- **WHAT THE TASK REQUIRES**
When the line with "for i in 0..trials" appears below, start repeating lines exactly, and keep going through the line with "let err = BloomFilter::unmarshal(&[1, 2, 3]).unwrap_err();"; add nothing outside that span.

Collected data
_____
use super::*;

#[test]
fn no_false_negatives_after_insert() {
    let mut bloom = BloomFilter::new(1000, 0.01);
    let keys: Vec<Vec<u8>> = (0..1000).map(|i| format!("key-{i}").into_bytes()).collect();
    for k in &keys {
        bloom.insert(k);
    }
    for k in &keys {
        assert!(bloom.contains(k), "false negative for {k:?}");
    }
}

#[test]
fn false_positive_rate_within_bound() {
    let n = 2000usize;
    let target_fpp = 0.01;
    let mut bloom = BloomFilter::new(n, target_fpp);

    let inserted: Vec<Vec<u8>> = (0..n).map(|i| format!("present-{i}").into_bytes()).collect();
    for k in &inserted {
        bloom.insert(k);
    }

    let mut false_positives = 0usize;
    let trials = 20_000usize;
    for i in 0..trials {
        let probe = format!("absent-{i}").into_bytes();
        if bloom.contains(&probe) {
            false_positives += 1;
        }
    }

    let observed_fpp = false_positives as f64 / trials as f64;
    assert!(
        observed_fpp <= target_fpp * 2.0,
        "observed FPP {observed_fpp} exceeds 2x target {target_fpp}"
    );
}

#[test]
fn marshal_unmarshal_round_trip() {
    let mut bloom = BloomFilter::new(100, 0.02);
    for i in 0..100 {
        bloom.insert(format!("k{i}").as_bytes());
    }

    let bytes = bloom.marshal();
    assert_eq!(bytes.len(), bloom.marshaled_len());

    let restored = BloomFilter::unmarshal(&bytes).unwrap();
    assert_eq!(restored.num_bits(), bloom.num_bits());
    assert_eq!(restored.num_hashes(), bloom.num_hashes());
    for i in 0..100 {
        assert!(restored.contains(format!("k{i}").as_bytes()));
    }
}

#[test]
fn unmarshal_rejects_truncated_header() {
    let err = BloomFilter::unmarshal(&[1, 2, 3]).unwrap_err();
    assert!(matches!(err, BloomError::Truncated));
}

#[test]
fn unmarshal_rejects_short_bit_vector() {
    let mut buf = Vec::new();
    buf.extend_from_slice(&128u64.to_le_bytes()); // claims 128 bits -> 2 words
    buf.extend_from_slice(&4u64.to_le_bytes());
    buf.extend_from_slice(&0u64.to_le_bytes()); // only one word present
    let err = BloomFilter::unmarshal(&buf).unwrap_err();
    assert!(matches!(err, BloomError::LengthMismatch { .. }));
}

#[test]
fn num_hashes_clamped_to_sixteen() {
    // An absurdly low false-positive rate would otherwise push k far past 16.
    let bloom = BloomFilter::new(10, 1e-30);
    assert!(bloom.num_hashes() <= 16);
}

#[test]
fn empty_filter_contains_nothing_spuriously_often() {
    let bloom = BloomFilter::new(0, 0.01);
    assert!(!bloom.contains(b"anything"));
}

#[test]
fn bits_per_key_constructor_has_zero_false_negatives() {
    let mut bloom = BloomFilter::new_with_bits_per_key(1000, 10);
    for i in 0..1000u32 {
        bloom.insert(&i.to_le_bytes());
    }
    for i in 0..1000u32 {
        assert!(bloom.contains(&i.to_le_bytes()));
    }
}

#[test]
fn bits_per_key_sizing_is_roughly_ten_bits_per_key() {
    let bloom = BloomFilter::new_with_bits_per_key(1000, 10);
    // next_power_of_two(10_000) == 16384
    assert_eq!(bloom.num_bits(), 16384);
}
// file: src/network/scripted.rs
// version: 1.1.0
// guid: 9c4f2a7e-5b18-4d63-a0e9-1f7d3c8b6e25

//! Canned-response channels for dry runs and tests

use std::collections::{HashMap, HashSet, VecDeque};
use std::sync::{Arc, Mutex};
use std::time::Duration;

use crate::device::DeviceIdentity;
use crate::network::executor::{CommandChannel, Connector, Credentials, TimeoutPolicy};
use crate::{Result, UpgradeError};

/// One scripted reply
#[derive(Debug, Clone)]
pub enum Reply {
    Output(String),
    Timeout,
    Closed,
}

#[derive(Debug, Default)]
struct Script {
    replies: HashMap<String, HashMap<String, VecDeque<Reply>>>,
    refused: HashSet<String>,
    sent: HashMap<String, Vec<String>>,
    opened: HashMap<String, usize>,
    latency: Option<Duration>,
    in_flight: HashMap<String, usize>,
    peak: HashMap<String, usize>,
}

/// Connector whose channels replay scripted replies keyed by
/// device name and command text. Unscripted commands return empty output.
#[derive(Debug, Clone, Default)]
pub struct ScriptedConnector {
    script: Arc<Mutex<Script>>,
}

impl ScriptedConnector {
    pub fn new() -> Self {
        Self::default()
    }

    fn with_script<T>(&self, f: impl FnOnce(&mut Script) -> T) -> Result<T> {
        let mut script = self
            .script
            .lock()
            .map_err(|_| UpgradeError::channel("Scripted connector lock poisoned"))?;
        Ok(f(&mut script))
    }

    /// Queue a reply for `command` on `device`
    pub fn reply(&self, device: &str, command: &str, reply: Reply) -> &Self {
        let _ = self.with_script(|s| {
            s.replies
                .entry(device.to_string())
                .or_default()
                .entry(command.to_string())
                .or_default()
                .push_back(reply);
        });
        self
    }

    pub fn respond(&self, device: &str, command: &str, output: &str) -> &Self {
        self.reply(device, command, Reply::Output(output.to_string()))
    }

    /// Make connection attempts to `device` fail
    pub fn refuse(&self, device: &str) -> &Self {
        let _ = self.with_script(|s| {
            s.refused.insert(device.to_string());
        });
        self
    }

    /// Commands sent to `device`, in order
    pub fn commands(&self, device: &str) -> Vec<String> {
        self.with_script(|s| s.sent.get(device).cloned().unwrap_or_default())
            .unwrap_or_default()
    }

    /// Hold every reply for `latency` before returning it
    pub fn with_latency(&self, latency: Duration) -> &Self {
        let _ = self.with_script(|s| s.latency = Some(latency));
        self
    }

    /// Most sends of `command` ever in flight at once, across all devices
    pub fn peak_concurrency(&self, command: &str) -> usize {
        self.with_script(|s| s.peak.get(command).copied().unwrap_or_default())
            .unwrap_or_default()
    }

    /// Number of channels opened to `device`
    pub fn connections(&self, device: &str) -> usize {
        self.with_script(|s| s.opened.get(device).copied().unwrap_or_default())
            .unwrap_or_default()
    }
}

#[async_trait::async_trait]
impl Connector for ScriptedConnector {
    async fn open(
        &self,
        device: &DeviceIdentity,
        _credentials: &Credentials,
    ) -> Result<Box<dyn CommandChannel>> {
        let refused = self.with_script(|s| {
            *s.opened.entry(device.name.clone()).or_default() += 1;
            s.refused.contains(&device.name)
        })?;
        if refused {
            return Err(UpgradeError::connection(format!(
                "Connection to {} refused",
                device.hostname
            )));
        }

        Ok(Box::new(ScriptedChannel {
            device: device.name.clone(),
            script: Arc::clone(&self.script),
            open: true,
        }))
    }
}

/// Channel half of [`ScriptedConnector`]
pub struct ScriptedChannel {
    device: String,
    script: Arc<Mutex<Script>>,
    open: bool,
}

#[async_trait::async_trait]
impl CommandChannel for ScriptedChannel {
    async fn send(&mut self, command: &str, _policy: &TimeoutPolicy) -> Result<String> {
        if !self.open {
            return Err(UpgradeError::ChannelClosed(self.device.clone()));
        }

        let (reply, latency) = {
            let mut script = self
                .script
                .lock()
                .map_err(|_| UpgradeError::channel("Scripted connector lock poisoned"))?;
            script
                .sent
                .entry(self.device.clone())
                .or_default()
                .push(command.to_string());

            let running = script.in_flight.entry(command.to_string()).or_default();
            *running += 1;
            let running = *running;
            let peak = script.peak.entry(command.to_string()).or_default();
            *peak = (*peak).max(running);

            let reply = script
                .replies
                .get_mut(&self.device)
                .and_then(|commands| commands.get_mut(command))
                .and_then(|queue| queue.pop_front());
            (reply, script.latency)
        };

        if let Some(latency) = latency {
            tokio::time::sleep(latency).await;
        }
        if let Ok(mut script) = self.script.lock() {
            if let Some(running) = script.in_flight.get_mut(command) {
                *running = running.saturating_sub(1);
            }
        }

        match reply {
            Some(Reply::Output(text)) => Ok(text),
            Some(Reply::Timeout) => Err(UpgradeError::timeout(format!(
                "No response to \"{}\" from {}",
                command, self.device
            ))),
            Some(Reply::Closed) => {
                self.open = false;
                Err(UpgradeError::ChannelClosed(self.device.clone()))
            }
            None => Ok(String::new()),
        }
    }

    fn disconnect(&mut self) {
        self.open = false;
    }
}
_____
- **RESPONSE**
    for i in 0..trials {
        let probe = format!("absent-{i}").into_bytes();
        if bloom.contains(&probe) {
            false_positives += 1;
        }
    }

    let observed_fpp = false_positives as f64 / trials as f64;
    assert!(
        observed_fpp <= target_fpp * 2.0,
        "observed FPP {observed_fpp} exceeds 2x target {target_fpp}"
    );
}

#[test]
fn marshal_unmarshal_round_trip() {
    let mut bloom = BloomFilter::new(100, 0.02);
    for i in 0..100 {
        bloom.insert(format!("k{i}").as_bytes());
    }

    let bytes = bloom.marshal();
    assert_eq!(bytes.len(), bloom.marshaled_len());

    let restored = BloomFilter::unmarshal(&bytes).unwrap();
    assert_eq!(restored.num_bits(), bloom.num_bits());
    assert_eq!(restored.num_hashes(), bloom.num_hashes());
    for i in 0..100 {
        assert!(restored.contains(format!("k{i}").as_bytes()));
    }
}

#[test]
fn unmarshal_rejects_truncated_header() {
    let err = BloomFilter::unmarshal(&[1, 2, 3]).unwrap_err();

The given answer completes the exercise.